Canada needs a much better CBC

The federal government should appoint serious leadership for the national broadcaster, with a mission and budget to make it a network the country can be proud of; Canada has the talent and the need.

by Conrad Black

Canada has surely outgrown the present CBC. I am a supporter of public broadcasting and think it has an important role to play in building Canadian cultural distinctiveness. It should be adequately funded and efficiently and imaginatively managed. Pierre Juneau was the most capable head of the CBC I have known, and there have been others. My late and talented friend Lister Sinclair was not ultimately a success in an administrative position, but at least the corporation had the vision to give him a try. It intermittently imports high-priced consultants who impose budget reductions that shrink creative areas and preserve the slowly rotting corporate bureaucracy. The CBC was conceived 90 years ago to give the country a national broadcaster and to help Canadian regions understand each other better. It has often lived up to that mandate and in places still does.

But it is an infestation of leftist biases, and is often grossly unprofessional. For decades, despite being almost entirely funded by Canadian taxpayers, it was the principal house organ of the Quebec separatist movement, to the point that former prime minister Pierre Trudeau, shortly before the 1980 Quebec independence referendum, threatened to shut the French network down; when asked what he would replace it with, he responded with his customary vivacity of wit: “Still pictures of Chinese and Japanese vases, at least they have some cultural value.” It is compulsively misanthropic and nasty, and almost always takes a snide leftist view of everything, including foreign affairs. Brexiters were cavemen, U.S. President Donald Trump is a racist, sexist crook and moron, and it is racism and xenophobia to assert that the coronavirus originated in China. Can’t we have better and more original insights than this?

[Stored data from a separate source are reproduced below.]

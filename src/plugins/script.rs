//! 脚本宿主
//!
//! typesharp 插件不直接起 shell，而是交给注入的 `ScriptHost` 运行。
//! 默认实现 `ProcessScriptHost` 以 `<interpreter> <script> <input> <output> <logger> <progress>` 启动子进程，
//! 句柄丢弃时子进程被终止。

use std::path::{Path, PathBuf};
use std::process::Stdio;
use std::time::Duration;

use async_trait::async_trait;
use tokio::process::{Child, Command};

use super::PluginError;

/// 输出文件释放检查：间隔与次数
pub const FILE_RELEASE_POLL: Duration = Duration::from_millis(10);
pub const FILE_RELEASE_ATTEMPTS: u32 = 100;

/// 一次脚本运行请求
#[derive(Debug, Clone)]
pub struct ScriptRequest {
    pub script: PathBuf,
    pub working_dir: PathBuf,
    pub input: PathBuf,
    pub output: PathBuf,
    pub logger: PathBuf,
    pub progress: PathBuf,
}

/// 运行中的脚本；丢弃即终止
#[async_trait]
pub trait ScriptRun: Send {
    /// 等待脚本结束；非正常结束返回错误
    async fn wait(&mut self) -> Result<(), PluginError>;
}

/// 「运行程序」能力
#[async_trait]
pub trait ScriptHost: Send + Sync {
    async fn run_program(&self, request: ScriptRequest) -> Result<Box<dyn ScriptRun>, PluginError>;
}

/// 以子进程运行脚本
#[derive(Debug, Clone, Default)]
pub struct ProcessScriptHost {
    interpreter: Option<String>,
}

impl ProcessScriptHost {
    /// `interpreter` 为空时直接执行脚本文件
    pub fn new(interpreter: Option<String>) -> Self {
        Self {
            interpreter: interpreter.filter(|s| !s.trim().is_empty()),
        }
    }
}

struct ProcessRun {
    child: Child,
}

#[async_trait]
impl ScriptRun for ProcessRun {
    async fn wait(&mut self) -> Result<(), PluginError> {
        let status = self
            .child
            .wait()
            .await
            .map_err(|e| PluginError::Script(format!("wait failed: {}", e)))?;
        if status.success() {
            Ok(())
        } else {
            Err(PluginError::Script(format!("exit {:?}", status.code())))
        }
    }
}

#[async_trait]
impl ScriptHost for ProcessScriptHost {
    async fn run_program(&self, request: ScriptRequest) -> Result<Box<dyn ScriptRun>, PluginError> {
        let mut cmd = match &self.interpreter {
            Some(interpreter) => {
                let mut c = Command::new(interpreter);
                c.arg(&request.script);
                c
            }
            None => Command::new(&request.script),
        };
        let child = cmd
            .args([&request.input, &request.output, &request.logger, &request.progress])
            .current_dir(&request.working_dir)
            .stdin(Stdio::null())
            .stdout(Stdio::null())
            .stderr(Stdio::null())
            .kill_on_drop(true)
            .spawn()
            .map_err(|e| PluginError::Spawn(format!("script {}: {}", request.script.display(), e)))?;
        tracing::debug!(script = %request.script.display(), "script started");
        Ok(Box::new(ProcessRun { child }))
    }
}

/// 等待文件可被读写打开（写入方已释放）；超出次数返回 false
pub async fn wait_file_released(path: &Path) -> bool {
    for _ in 0..FILE_RELEASE_ATTEMPTS {
        if std::fs::OpenOptions::new().read(true).write(true).open(path).is_ok() {
            return true;
        }
        tokio::time::sleep(FILE_RELEASE_POLL).await;
    }
    false
}
//! 双工通道消息协议
//!
//! 信封为 JSON 对象：`{url, response, websocket_session_id, ...payload}`。
//! `url` 指定远端操作，`response` 指定通用回复端点，`websocket_session_id` 是回复必须回显的关联 ID。

use serde::{Deserialize, Serialize};
use serde_json::{Map, Value};

pub const AGENT_REGISTER: &str = "/agent/register";
pub const AGENT_UPDATE_PERFORMANCE: &str = "/agent/update/performance";
pub const AGENT_UPDATE_PLUGINS: &str = "/agent/update/plugins";
pub const AGENT_LIST: &str = "/agent/list";
pub const AGENT_INSTALL_PACKAGE: &str = "/agent/install/package";
pub const AGENT_CLIENT_RUN: &str = "/agent/client/run";
pub const AGENT_CLIENT_INSTALL_PACKAGE: &str = "/agent/client/install/package";
pub const TASK_RUN: &str = "/task/run";
pub const TASK_RUN_ASYNC: &str = "/task/run/async";
pub const TASK_QUERY: &str = "/task/query";
pub const TASK_PLUGIN_RUN_ASYNC: &str = "/task/plugin/run/async";
pub const TASK_UPDATE_PROGRESS: &str = "/task/update/progress";
pub const TASK_SUBSCRIBE_PROGRESS: &str = "/task/subscribe/progress";
pub const RESPONSE: &str = "/response";

/// 在连接读循环内按到达顺序处理的端点：都是不阻塞的短操作，且顺序有意义
/// （进度、关联回复、注册与更新）。其余操作可能运行很久，派生独立任务处理。
pub fn is_ordered(url: &str) -> bool {
    matches!(
        url,
        RESPONSE
            | TASK_UPDATE_PROGRESS
            | TASK_SUBSCRIBE_PROGRESS
            | TASK_QUERY
            | AGENT_REGISTER
            | AGENT_UPDATE_PERFORMANCE
            | AGENT_UPDATE_PLUGINS
            | AGENT_LIST
    )
}

#[derive(Deserialize)]
struct Route {
    #[serde(default)]
    url: String,
}

/// 只解析帧的 `url` 字段；无法解析时返回 None
pub fn peek_url(text: &str) -> Option<String> {
    serde_json::from_str::<Route>(text).ok().map(|r| r.url)
}

/// 通道信封
#[derive(Debug, Clone, Default, PartialEq, Serialize, Deserialize)]
pub struct Envelope {
    /// 远端操作
    #[serde(default)]
    pub url: String,
    /// 回复端点（请求方填写，通常为 `/response`）
    #[serde(default, skip_serializing_if = "Option::is_none")]
    pub response: Option<String>,
    /// 关联 ID
    #[serde(default, skip_serializing_if = "Option::is_none")]
    pub websocket_session_id: Option<String>,
    /// 其余字段
    #[serde(flatten)]
    pub payload: Map<String, Value>,
}

impl Envelope {
    /// 单向消息（无需回复）
    pub fn new(url: &str) -> Self {
        Self {
            url: url.to_string(),
            ..Default::default()
        }
    }

    /// 需要回复的请求：填入通用回复端点与关联 ID
    pub fn request(url: &str, correlation_id: &str) -> Self {
        Self {
            url: url.to_string(),
            response: Some(RESPONSE.to_string()),
            websocket_session_id: Some(correlation_id.to_string()),
            payload: Map::new(),
        }
    }

    /// 针对本请求构造回复信封；请求未指定回复端点时返回 None
    pub fn reply(&self) -> Option<Envelope> {
        let url = self.response.clone()?;
        Some(Envelope {
            url,
            response: None,
            websocket_session_id: self.websocket_session_id.clone(),
            payload: Map::new(),
        })
    }

    pub fn with(mut self, key: &str, value: impl Into<Value>) -> Self {
        self.payload.insert(key.to_string(), value.into());
        self
    }

    pub fn get(&self, key: &str) -> Option<&Value> {
        self.payload.get(key)
    }

    pub fn get_str(&self, key: &str) -> Option<&str> {
        self.payload.get(key).and_then(|v| v.as_str())
    }

    pub fn parse(text: &str) -> Result<Self, serde_json::Error> {
        serde_json::from_str(text)
    }

    pub fn to_text(&self) -> String {
        serde_json::to_string(self).unwrap_or_default()
    }

    /// 回复的有效载荷（去掉路由字段后的对象）
    pub fn into_payload(self) -> Value {
        Value::Object(self.payload)
    }
}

The front page of an online version of a special edition of the Epoch Times. The Epoch Times

This brings up the latest CBC outrage I have seen, the report on Wednesday that the Epoch Times, an online and printed newspaper (in which I am a contributor), had conducted a paid trial circulation through the post office that ”upset … some Canadians … by claims that China was behind the virus.” The Epoch Times was described as “a newspaper that has polarized people over its content (that) is coming under fire for advancing a conspiracy theory about the origin of the coronavirus, and (is) having it delivered straight into mailboxes unsolicited.” In fact, there is no question that the coronavirus did originate in China, the only question is where it came from. Reputable mainstream outlets have reported on the possibility, not certainty, that it escaped from a viral research centre, and was not propagated by bats in the live animal market of Wuhan. Amid its entirely accurate and comprehensive reporting of the subject, the Epoch Times mentioned that the Chinese have at times announced that they were developing biological weapons. The Epoch Times did not assert that the coronavirus was such a weapon, only that there was one faction of opinion that believed that.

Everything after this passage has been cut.